ACTIVITY:
What you return should be the lines of the data containing "FollowUpObservation", each in full.

DATA EXTRACTS:

// =============================================================================
// TRAIT IMPLEMENTATIONS
// =============================================================================

impl SnapshotSource for RedbCatalog {
    fn transient(&self, id: TransientId) -> Result<Option<Transient>, FrbError> {
        ReadView(&self.read()?).transient(id)
    }

    fn galaxy(&self, id: GalaxyId) -> Result<Option<Galaxy>, FrbError> {
        ReadView(&self.read()?).galaxy(id)
    }

    fn sample_criteria(&self, name: &str) -> Result<Option<SampleCriteria>, FrbError> {
        ReadView(&self.read()?).sample_criteria(name)
    }

    fn requests_for_transient(
        &self,
        id: TransientId,
    ) -> Result<Vec<FollowUpRequest>, FrbError> {
        ReadView(&self.read()?).requests_for_transient(id)
    }

    fn observations_for_transient(
        &self,
        id: TransientId,
    ) -> Result<Vec<FollowUpObservation>, FrbError> {
        ReadView(&self.read()?).observations_for_transient(id)
    }
}

impl CatalogStore for RedbCatalog {
    fn insert_transient(&mut self, transient: Transient) -> Result<TransientId, FrbError> {
        validate_transient(&transient)?;
        let id = self.next_transient_id;
        self.insert_named(TRANSIENT_TABLES, &transient.name, &transient, id)?;
        // Update counter only after successful commit
        self.next_transient_id = id.saturating_add(1);
        Ok(TransientId(id))
    }

    fn update_transient(
        &mut self,
        id: TransientId,
        transient: Transient,
    ) -> Result<(), FrbError> {
        validate_transient(&transient)?;
        self.update_record(TRANSIENT_TABLES, id.0, &transient, id)
    }

    fn transient_id(&self, name: &str) -> Result<Option<TransientId>, FrbError> {
        Ok(self.name_lookup(TRANSIENT_TABLES, name)?.map(TransientId))
    }

    fn transient_ids(&self) -> Result<Vec<TransientId>, FrbError> {
        Ok(self
            .ids(TRANSIENT_TABLES)?
            .into_iter()
            .map(TransientId)
            .collect())
    }

    fn insert_galaxy(&mut self, galaxy: Galaxy) -> Result<GalaxyId, FrbError> {
        let id = self.next_galaxy_id;
        self.insert_named(GALAXY_TABLES, &galaxy.name, &galaxy, id)?;
        self.next_galaxy_id = id.saturating_add(1);
        Ok(GalaxyId(id))
    }

    fn update_galaxy(&mut self, id: GalaxyId, galaxy: Galaxy) -> Result<(), FrbError> {
        self.update_record(GALAXY_TABLES, id.0, &galaxy, id)
    }

    fn galaxy_id(&self, name: &str) -> Result<Option<GalaxyId>, FrbError> {
        Ok(self.name_lookup(GALAXY_TABLES, name)?.map(GalaxyId))
    }

    fn galaxy_ids(&self) -> Result<Vec<GalaxyId>, FrbError> {
        Ok(self.ids(GALAXY_TABLES)?.into_iter().map(GalaxyId).collect())
    }

    fn insert_resource(&mut self, resource: FollowUpResource) -> Result<ResourceId, FrbError> {
        let id = self.next_resource_id;
        self.insert_named(RESOURCE_TABLES, &resource.name, &resource, id)?;
        self.next_resource_id = id.saturating_add(1);
        Ok(ResourceId(id))
    }

    fn resource(&self, id: ResourceId) -> Result<Option<FollowUpResource>, FrbError> {
        let read_txn = self.read()?;
        let table = read_txn
            .open_table(RESOURCES)
            .map_err(|e| FrbError::IoError(e.to_string()))?;
        get_record(&table, id.0)
    }

    fn resource_id(&self, name: &str) -> Result<Option<ResourceId>, FrbError> {
        Ok(self.name_lookup(RESOURCE_TABLES, name)?.map(ResourceId))
    }

    fn resource_ids(&self) -> Result<Vec<ResourceId>, FrbError> {
        Ok(self
            .ids(RESOURCE_TABLES)?
            .into_iter()
            .map(ResourceId)
            .collect())
    }

    fn insert_sample_criteria(&mut self, criteria: SampleCriteria) -> Result<(), FrbError> {
        validate_sample_criteria(&criteria)?;
        let bytes = encode(&criteria)?;

        let write_txn = self.write()?;
        {
            let mut table = write_txn
                .open_table(SAMPLES)
                .map_err(|e| FrbError::IoError(e.to_string()))?;
            let taken = table
                .get(criteria.name.as_str())
                .map_err(|e| FrbError::IoError(e.to_string()))?
                .is_some();
            if taken {
                return Err(FrbError::Duplicate {
                    kind: "Sample",
                    name: criteria.name,
                });
            }
            table
                .insert(criteria.name.as_str(), bytes.as_slice())
                .map_err(|e| FrbError::IoError(e.to_string()))?;
        }
        write_txn
            .commit()
            .map_err(|e| FrbError::IoError(e.to_string()))
    }

    fn sample_names(&self) -> Result<Vec<String>, FrbError> {
        let read_txn = self.read()?;
        let table = read_txn
            .open_table(SAMPLES)
            .map_err(|e| FrbError::IoError(e.to_string()))?;
        let mut names = Vec::new();
        for entry in table
            .iter()
            .map_err(|e| FrbError::IoError(e.to_string()))?
        {
            let (key, _) = entry.map_err(|e| FrbError::IoError(e.to_string()))?;
            names.push(key.value().to_string());
        }
        Ok(names)
    }

    fn add_request(&mut self, request: FollowUpRequest) -> Result<bool, FrbError> {
        let write_txn = self.write()?;
        let existed = {
            let mut table = write_txn
                .open_table(REQUESTS)
                .map_err(|e| FrbError::IoError(e.to_string()))?;
            table
                .insert(request_key(&request), ())
                .map_err(|e| FrbError::IoError(e.to_string()))?
                .is_some()
        };
        write_txn
            .commit()
            .map_err(|e| FrbError::IoError(e.to_string()))?;
        Ok(!existed)
    }

    fn remove_request(&mut self, request: FollowUpRequest) -> Result<bool, FrbError> {
        let write_txn = self.write()?;
        let existed = {
            let mut table = write_txn
                .open_table(REQUESTS)
                .map_err(|e| FrbError::IoError(e.to_string()))?;
            table
                .remove(request_key(&request))
                .map_err(|e| FrbError::IoError(e.to_string()))?
                .is_some()
        };
        write_txn
            .commit()
            .map_err(|e| FrbError::IoError(e.to_string()))?;
        Ok(existed)
    }

    fn requests_for_resource(&self, id: ResourceId) -> Result<Vec<FollowUpRequest>, FrbError> {
        let read_txn = self.read()?;
        let table = read_txn
            .open_table(REQUESTS)
            .map_err(|e| FrbError::IoError(e.to_string()))?;
        let mut requests = Vec::new();
        for entry in table
            .iter()
            .map_err(|e| FrbError::IoError(e.to_string()))?
        {
            let (key, _) = entry.map_err(|e| FrbError::IoError(e.to_string()))?;
            let request = decode_request(key.value())?;
            if request.resource == id {
                requests.push(request);
            }
        }
        Ok(requests)
    }

    fn upsert_observation(&mut self, observation: FollowUpObservation) -> Result<bool, FrbError> {
        let bytes = encode(&observation)?;
        let write_txn = self.write()?;
        let replaced = {
            let mut table = write_txn
                .open_table(OBSERVATIONS)
                .map_err(|e| FrbError::IoError(e.to_string()))?;
            table
                .insert(observation_key(&observation.key()), bytes.as_slice())
                .map_err(|e| FrbError::IoError(e.to_string()))?
                .is_some()
        };
        write_txn
            .commit()
            .map_err(|e| FrbError::IoError(e.to_string()))?;
        Ok(replaced)
    }

    fn set_status(&mut self, id: TransientId, status: StatusLabel) -> Result<(), FrbError> {
        let write_txn = self.write()?;
        write_status(&write_txn, id, status)?;
        write_txn
            .commit()
            .map_err(|e| FrbError::IoError(e.to_string()))
    }

    fn recompute_status(&mut self, id: TransientId) -> Result<StatusLabel, FrbError> {
        let write_txn = self.write()?;
        let snapshot = TransientSnapshot::load(&WriteView(&write_txn), id)?;
        let status = StatusResolver::resolve(&snapshot);
        write_status(&write_txn, id, status)?;
        write_txn
            .commit()
            .map_err(|e| FrbError::IoError(e.to_string()))?;
        Ok(status)
    }
}

fn write_status(
    write_txn: &WriteTransaction,
    id: TransientId,
    status: StatusLabel,
) -> Result<(), FrbError> {
    let mut table = write_txn
        .open_table(TRANSIENTS)
        .map_err(|e| FrbError::IoError(e.to_string()))?;
    let mut transient: Transient =
        get_record(&table, id.0)?.ok_or_else(|| FrbError::not_found("Transient", id))?;
    transient.status = status;
    let bytes = encode(&transient)?;
    table
        .insert(id.0, bytes.as_slice())
        .map_err(|e| FrbError::IoError(e.to_string()))?;
    Ok(())
}

// =============================================================================
// TESTS
// =============================================================================
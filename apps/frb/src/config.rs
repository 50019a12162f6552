//! # Seed Configuration
//!
//! A TOML file declaring the sample criteria and follow-up resources a
//! catalog is seeded with.
//!
//! ```toml
//! [[samples]]
//! name = "CRAFT-ICS"
//! min_pox = 0.9
//! max_ebv = 0.3
//! max_mr = 23.5
//! run_public_path = true
//!
//! [[resources]]
//! name = "Keck-LRIS-2024A"
//! instrument = "Keck-LRIS"
//! valid_start = "2024-02-01T00:00:00Z"
//! valid_stop = "2024-07-31T23:59:59Z"
//! ```
//!
//! Timestamps are RFC 3339 strings, not bare TOML datetimes.

use frb_core::{FollowUpResource, FrbError, SampleCriteria, Seeded, Session};
use serde::{Deserialize, Serialize};
use std::path::Path;

/// Maximum configuration file size (1 MB).
const MAX_CONFIG_FILE_SIZE: u64 = 1024 * 1024;

/// Parsed seed configuration.
#[derive(Debug, Clone, Default, PartialEq, Serialize, Deserialize)]
#[serde(deny_unknown_fields)]
pub struct FrbConfig {
    #[serde(default)]
    pub samples: Vec<SampleCriteria>,
    #[serde(default)]
    pub resources: Vec<FollowUpResource>,
}

/// What seeding changed.
#[derive(Debug, Clone, Copy, Default, PartialEq, Eq, Serialize)]
pub struct SeedReport {
    pub samples_created: usize,
    pub samples_unchanged: usize,
    pub resources_created: usize,
    pub resources_unchanged: usize,
}

impl FrbConfig {
    /// Parse a configuration from TOML text.
    pub fn from_toml(text: &str) -> Result<Self, FrbError> {
        toml::from_str(text).map_err(|e| FrbError::SerializationError(format!("Config: {}", e)))
    }

    /// Read and parse a configuration file.
    pub fn load(path: &Path) -> Result<Self, FrbError> {
        let metadata = std::fs::metadata(path).map_err(|e| {
            FrbError::IoError(format!("Cannot read config '{}': {}", path.display(), e))
        })?;
        if metadata.len() > MAX_CONFIG_FILE_SIZE {
            return Err(FrbError::InvalidInput(format!(
                "Config size {} bytes exceeds maximum allowed {} bytes",
                metadata.len(),
                MAX_CONFIG_FILE_SIZE
            )));
        }
        let text = std::fs::read_to_string(path)
            .map_err(|e| FrbError::IoError(format!("Read config: {}", e)))?;
        Self::from_toml(&text)
    }

    /// Seed every sample and resource; re-seeding identical entries is a no-op.
    pub fn seed(&self, session: &mut Session) -> Result<SeedReport, FrbError> {
        let mut report = SeedReport::default();

        for sample in &self.samples {
            match session.ensure_sample_criteria(sample.clone())? {
                Seeded::Created => {
                    tracing::info!(sample = %sample.name, "Seeded sample criteria");
                    report.samples_created += 1;
                }
                Seeded::Unchanged => report.samples_unchanged += 1,
            }
        }

        for resource in &self.resources {
            match session.ensure_resource(resource.clone())?.1 {
                Seeded::Created => {
                    tracing::info!(resource = %resource.name, "Seeded follow-up resource");
                    report.resources_created += 1;
                }
                Seeded::Unchanged => report.resources_unchanged += 1,
            }
        }

        Ok(report)
    }
}

// =============================================================================
// TESTS
// =============================================================================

SOLUTION:
    ) -> Result<Vec<FollowUpObservation>, FrbError> {
    fn upsert_observation(&mut self, observation: FollowUpObservation) -> Result<bool, FrbError> {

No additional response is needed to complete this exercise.